Quando sono entrata nella vita religiosa la immaginavo come la via che mi avrebbe permesso di vivere un rapporto più immediato con Cristo, al contrario della vita matrimoniale che lo vuole mediato dall’altro, dallo sposo; ero un po’ ebbra di quell’immaginario della suora sposa di Cristo che tanto male ha fatto... Ma poi, appena iniziato il percorso di prima formazione, ho scoperto la mediazione della congregazione, dell’istituzione totale che è una congregazione, una mediazione ingombrante e in certi modi — per me — anche ostruttiva. Ho imparato tanto e sono cresciuta in molti sensi, ma ho anche sofferto, soprattutto il Noviziato. Poi, una volta fatti i primi voti, sono stata inviata a Matera.
A Matera ho lavorato per due anni in Caritas e in una parrocchia, con un inserimento gioioso a tutti i livelli (apostolico, comunitario, di rapporto col contesto), ma che non mi ha permesso di superare un costante senso di malessere che si manifestava nella notte e nella solitudine... un sentirmi senza speranza, schiacciata, compressa, che diventava lacrime serali, costanti e solitarie. Ho iniziato a provare rabbia verso Dio: era dunque un’istituzione quella che mi aveva promesso? Non era piuttosto un rapporto? E perché tra i due sentivo contrapposizione?
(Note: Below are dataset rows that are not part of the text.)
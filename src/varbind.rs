//! Variable binding (VarBind) type.
//!
//! A VarBind pairs an OID with a value. Notification payloads are ordered
//! sequences of VarBinds.

use crate::oid::Oid;
use crate::value::Value;

/// Variable binding - an OID-value pair.
#[derive(Debug, Clone, PartialEq)]
pub struct VarBind {
    /// The object identifier.
    pub oid: Oid,
    /// The value.
    pub value: Value,
}

impl VarBind {
    /// Create a new VarBind.
    pub fn new(oid: Oid, value: Value) -> Self {
        Self { oid, value }
    }

    /// Create a VarBind with a NULL value (for request PDUs).
    pub fn null(oid: Oid) -> Self {
        Self {
            oid,
            value: Value::Null,
        }
    }
}

impl std::fmt::Display for VarBind {
    fn fmt(&self, f: &mut std::fmt::Formatter<'_>) -> std::fmt::Result {
        write!(f, "{} = {}", self.oid, self.value)
    }
}
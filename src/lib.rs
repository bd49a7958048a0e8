//! Target resolution and dispatch engine for SNMP agents.
//!
//! This crate implements the management-target machinery of RFC 3413 and
//! RFC 2573: the configuration tables that describe where notifications go
//! and how proxied requests are relayed, the resolution step that turns a
//! table row into a per-send security context, and the two engines that
//! consume them.
//!
//! - [`NotificationDispatcher`] fans a trap or inform out to every target
//!   whose tag list intersects the notify table, applying per-target
//!   notification filtering and view-based access control on the way.
//! - [`ProxyForwarder`] relays PDUs addressed to a remote context engine,
//!   to a single downstream target (read/write) or a tagged target list
//!   (notify/inform).
//!
//! Wire encoding, transport bindings, and message-level security live
//! behind the [`DispatchTransport`] seam; this crate decides *where* and
//! *with which parameters* to send, never *how*.
//!
//! # Example
//!
//! ```no_run
//! use std::sync::Arc;
//!
//! use snmp_dispatch::{
//!     AllowAll, DispatchContext, NotificationDispatcher, NullTransport, TagValue, TargetStore,
//!     oid,
//! };
//!
//! # async fn demo() -> snmp_dispatch::Result<()> {
//! let store = Arc::new(TargetStore::new());
//! let ctx = DispatchContext::builder(store, Arc::new(NullTransport), Arc::new(AllowAll))
//!     .engine_id(&b"\x80\x00\x13\x70\x05local"[..])
//!     .build();
//!
//! let dispatcher = NotificationDispatcher::new(ctx);
//! let tag = TagValue::new(bytes::Bytes::from_static(b"ops")).unwrap();
//! dispatcher.add_v2c_trap_destination(
//!     "192.0.2.10:162".parse().unwrap(),
//!     &b"nms1"[..],
//!     tag,
//!     &b"public"[..],
//! )?;
//!
//! let report = dispatcher
//!     .notify(oid!(1, 3, 6, 1, 6, 3, 1, 1, 5, 3), Vec::new())
//!     .await?;
//! assert!(report.is_success());
//! # Ok(())
//! # }
//! ```

pub mod access;
pub mod config;
pub mod context;
mod error;
pub mod log;
pub mod notify;
mod oid;
pub mod outcome;
mod pdu;
pub mod proxy;
pub mod resolve;
mod security;
pub mod transport;
mod value;
mod varbind;

pub use access::{AccessControl, AllowAll, NotifyVacm};
pub use config::{
    CommunityRow, FilterAction, FilterSubtree, NotifyFilterTable, NotifyKind, NotifyRow, ProxyRow, RowStatus,
    StorageType, TagList, TagValue, TargetAddrRow, TargetParamsRow, TargetStore, TransportDomain,
    TrapDestination, TrapSecurity,
};
pub use context::{AgentUptime, DispatchContext, EngineIdentity, FixedEngine};
pub use error::{ConfigErrorKind, Error, ErrorStatus, OidErrorKind, Result};
pub use log::{LogRecord, MemoryLog, NoopLog, NotificationLog};
pub use notify::NotificationDispatcher;
pub use oid::{Oid, MAX_OID_LEN};
pub use outcome::{DispatchReport, SkipReason, TargetOutcome, TargetResult};
pub use pdu::{NotifyHeader, Pdu, PduCategory, PduType};
pub use proxy::{ProxyForwarder, ProxyKey, ProxyRequest, Responder};
pub use resolve::{resolve_send_target, ResolvedTarget};
pub use security::{Community, SecurityContext, SecurityLevel, SecurityModel, Version};
pub use transport::{BoxFuture, DispatchTransport, NullTransport};
pub use value::Value;
pub use varbind::VarBind;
Quando mi sono «data il permesso» di lasciar emergere fatiche e dubbi ho constatato immediatamente di poter vivere nuovamente un rapporto vero, una preghiera più incarnata. Senza che quasi me ne rendessi conto è avvenuto il passaggio da questo al mettere in dubbio concretamente la scelta della vita religiosa.
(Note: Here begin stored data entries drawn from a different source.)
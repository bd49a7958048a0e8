//! Notification filters (snmpNotifyFilterTable, RFC 3413).
//!
//! A filter profile is an ordered set of (subtree, mask, include/exclude)
//! rules associated with a target-params name. The decision is keyed on the
//! **trap OID** (the notification identifier): bound varbind OIDs are not
//! consulted. Where several subtrees match, the most specific (longest)
//! subtree wins. A trap OID that matches no subtree passes, so a profile
//! consisting only of exclusions admits everything outside them.

use std::collections::HashMap;

use bytes::Bytes;

use crate::oid::Oid;

/// Whether a matching subtree admits or rejects the notification.
#[derive(Debug, Clone, Copy, PartialEq, Eq)]
pub enum FilterAction {
    /// Notifications under this subtree are sent.
    Include,
    /// Notifications under this subtree are suppressed.
    Exclude,
}

/// A filter subtree with an optional wildcard mask.
///
/// Mask semantics are the same as view subtree masks (RFC 3415): bit 7 of
/// byte 0 corresponds to arc 0; a 1 bit requires an exact arc match, a 0 bit
/// is a wildcard. Arcs beyond the mask require an exact match.
#[derive(Debug, Clone)]
pub struct FilterSubtree {
    /// Base OID of the subtree.
    pub oid: Oid,
    /// Wildcard mask (empty = exact prefix match).
    pub mask: Vec<u8>,
    /// Include or exclude.
    pub action: FilterAction,
}

impl FilterSubtree {
    /// Create an unmasked subtree rule.
    pub fn new(oid: Oid, action: FilterAction) -> Self {
        Self {
            oid,
            mask: Vec::new(),
            action,
        }
    }

    /// Check if an OID falls under this subtree (honoring the mask).
    pub fn matches(&self, oid: &Oid) -> bool {
        let subtree_arcs = self.oid.arcs();
        let oid_arcs = oid.arcs();

        if oid_arcs.len() < subtree_arcs.len() {
            return false;
        }

        for (i, &subtree_arc) in subtree_arcs.iter().enumerate() {
            let mask_bit = if i / 8 < self.mask.len() {
                (self.mask[i / 8] >> (7 - (i % 8))) & 1
            } else {
                1 // Default: exact match required
            };

            if mask_bit == 1 && oid_arcs[i] != subtree_arc {
                return false;
            }
        }

        true
    }
}

/// Filter profiles keyed by target-params name.
#[derive(Debug, Clone, Default)]
pub struct NotifyFilterTable {
    profiles: HashMap<Bytes, Vec<FilterSubtree>>,
}

impl NotifyFilterTable {
    /// Create an empty table (every notification passes).
    pub fn new() -> Self {
        Self::default()
    }

    /// Append a filter rule to the profile for `params_name`.
    pub fn add_rule(&mut self, params_name: impl Into<Bytes>, rule: FilterSubtree) {
        self.profiles.entry(params_name.into()).or_default().push(rule);
    }

    /// Remove the whole profile for `params_name`.
    pub fn remove_profile(&mut self, params_name: &[u8]) -> bool {
        self.profiles.remove(params_name).is_some()
    }

    /// Decide whether a notification identified by `trap_oid` passes the
    /// profile associated with `params_name`.
    ///
    /// No profile for the name means no filtering: pass. Otherwise the most
    /// specific matching subtree decides; no match passes.
    pub fn passes(&self, params_name: &[u8], trap_oid: &Oid) -> bool {
        let Some(rules) = self.profiles.get(params_name) else {
            return true;
        };

        let best = rules
            .iter()
            .filter(|rule| rule.matches(trap_oid))
            .max_by_key(|rule| rule.oid.len());

        match best {
            Some(rule) => rule.action == FilterAction::Include,
            None => true,
        }
    }
}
Si è aperta una falla nella mia sicurezza, sulla quale si sono innestate diverse letture, che mi hanno consentito di dare un nome alle paure e alle errate rappresentazioni che mi ero fatta della vita religiosa quando l’avevo scelta. Durante alcuni mesi dilanianti, ho scoperto che donna volevo essere, che individuo volevo essere e questo è andato a confliggere inevitabilmente con il modo in cui la vita religiosa femminile è tutt’ora, anche nelle congregazioni più aperte, concepita. La spinta ad omologare che avviene nella formazione, la tendenza a schiacciare gli affetti personali, per alimentare un distacco in realtà impossibile e inumano, mi stavano spegnendo e ho dovuto così rinunciare alle tante belle opportunità di amore e di servizio che — comunque — quel tipo di vita può o almeno dovrebbe offrire. Non provo risentimento di alcun tipo, soprattutto data la felicità della mia attuale condizione di moglie e mamma, solo la convinzione profonda che se fossi stata un uomo e avessi quindi sperimentato la vita in un ordine maschile, alcuni o forse anche molti di questi ostacoli non ci sarebbero stati e questo l’ho potuto constatare anche nel confronto con amici e coetanei che hanno fatto quel tipo di scelta.
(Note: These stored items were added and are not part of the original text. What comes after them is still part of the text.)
//! Object identifier (OID) type.
//!
//! OIDs name managed objects and notification types. They are compared
//! arc-by-arc as unsigned integers, which gives the lexicographic ordering
//! used throughout SNMP.

use smallvec::SmallVec;

use crate::error::{Error, OidErrorKind, Result};

/// Maximum number of arcs in an OID (RFC 2578: 128 sub-identifiers).
pub const MAX_OID_LEN: usize = 128;

/// Inline arc capacity. Most real-world OIDs (MIB-2, enterprise traps)
/// fit in 12 arcs without heap allocation.
const INLINE_ARCS: usize = 12;

/// An object identifier: a sequence of unsigned 32-bit arcs.
///
/// # Example
///
/// ```rust
/// use snmp_dispatch::{Oid, oid};
///
/// let sys_uptime = oid!(1, 3, 6, 1, 2, 1, 1, 3, 0);
/// assert!(sys_uptime.starts_with(&oid!(1, 3, 6, 1, 2, 1, 1)));
/// assert_eq!(sys_uptime.to_string(), "1.3.6.1.2.1.1.3.0");
///
/// let parsed: Oid = "1.3.6.1.6.3.1.1.5.1".parse().unwrap();
/// assert_eq!(parsed.len(), 10);
/// ```
#[derive(Debug, Clone, PartialEq, Eq, PartialOrd, Ord, Hash, Default)]
pub struct Oid {
    arcs: SmallVec<[u32; INLINE_ARCS]>,
}

impl Oid {
    /// Create an OID from arcs without validation.
    ///
    /// Intended for compile-time-known OIDs (the [`oid!`](crate::oid!) macro).
    /// Use [`Oid::new`] for untrusted input.
    pub fn from_arcs_unchecked(arcs: impl IntoIterator<Item = u32>) -> Self {
        Self {
            arcs: arcs.into_iter().collect(),
        }
    }

    /// Create a validated OID from arcs.
    ///
    /// Enforces the ASN.1 structure rules: at least two arcs, first arc in
    /// 0..=2, second arc below 40 when the first is 0 or 1, and at most
    /// [`MAX_OID_LEN`] arcs.
    pub fn new(arcs: impl IntoIterator<Item = u32>) -> Result<Self> {
        let arcs: SmallVec<[u32; INLINE_ARCS]> = arcs.into_iter().collect();
        if arcs.len() < 2 {
            return Err(Error::invalid_oid(OidErrorKind::TooShort));
        }
        if arcs.len() > MAX_OID_LEN {
            return Err(Error::invalid_oid(OidErrorKind::TooManyArcs {
                count: arcs.len(),
                max: MAX_OID_LEN,
            }));
        }
        if arcs[0] > 2 {
            return Err(Error::invalid_oid(OidErrorKind::InvalidFirstArc(arcs[0])));
        }
        if arcs[0] < 2 && arcs[1] >= 40 {
            return Err(Error::invalid_oid(OidErrorKind::InvalidSecondArc {
                first: arcs[0],
                second: arcs[1],
            }));
        }
        Ok(Self { arcs })
    }

    /// The arcs of this OID.
    pub fn arcs(&self) -> &[u32] {
        &self.arcs
    }

    /// Number of arcs.
    pub fn len(&self) -> usize {
        self.arcs.len()
    }

    /// True if the OID has no arcs.
    pub fn is_empty(&self) -> bool {
        self.arcs.is_empty()
    }

    /// True if this OID begins with `prefix`.
    pub fn starts_with(&self, prefix: &Oid) -> bool {
        self.arcs.len() >= prefix.arcs.len() && self.arcs[..prefix.arcs.len()] == prefix.arcs[..]
    }

    /// Return a new OID with `arc` appended.
    pub fn child(&self, arc: u32) -> Oid {
        let mut arcs = self.arcs.clone();
        arcs.push(arc);
        Oid { arcs }
    }
}

impl std::str::FromStr for Oid {
    type Err = Error;

    fn from_str(s: &str) -> Result<Self> {
        if s.is_empty() {
            return Err(Error::invalid_oid_with_input(OidErrorKind::Empty, s));
        }
        // Accept a leading dot (".1.3.6.1" style) as net-snmp tools print it.
        let trimmed = s.strip_prefix('.').unwrap_or(s);
        let mut arcs = SmallVec::<[u32; INLINE_ARCS]>::new();
        for part in trimmed.split('.') {
            let arc: u32 = part
                .parse()
                .map_err(|_| Error::invalid_oid_with_input(OidErrorKind::InvalidArc, s))?;
            arcs.push(arc);
        }
        Oid::new(arcs).map_err(|e| match e {
            Error::InvalidOid { kind, .. } => Error::invalid_oid_with_input(kind, s),
            other => other,
        })
    }
}

impl std::fmt::Display for Oid {
    fn fmt(&self, f: &mut std::fmt::Formatter<'_>) -> std::fmt::Result {
        let mut first = true;
        for arc in &self.arcs {
            if !first {
                write!(f, ".")?;
            }
            write!(f, "{}", arc)?;
            first = false;
        }
        Ok(())
    }
}

impl FromIterator<u32> for Oid {
    fn from_iter<T: IntoIterator<Item = u32>>(iter: T) -> Self {
        Self::from_arcs_unchecked(iter)
    }
}

/// Construct an [`Oid`] from literal arcs.
///
/// # Example
///
/// ```rust
/// use snmp_dispatch::oid;
///
/// let cold_start = oid!(1, 3, 6, 1, 6, 3, 1, 1, 5, 1);
/// assert_eq!(cold_start.len(), 10);
/// ```
#[macro_export]
macro_rules! oid {
    ($($arc:expr),+ $(,)?) => {
        $crate::Oid::from_arcs_unchecked([$($arc as u32),+])
    };
}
La scelta di lasciare uno stile di vita in fondo anche protetto, codificato, riconoscibile, mi ha riportata nel «paese del compromesso», con le sue straordinarie opportunità e altrettanti rischi e ho avuto tanta paura inizialmente. Come un piccolo salmone mi pareva di dover nuotare controcorrente con una forza che temevo di non avere, infatti non credo di aver mai sperimentato la grazia di Dio come in quei mesi. Non avevo nulla ad attendermi fuori, né un lavoro, né un amore, nulla se non una promessa di vita, ma era più che sufficiente.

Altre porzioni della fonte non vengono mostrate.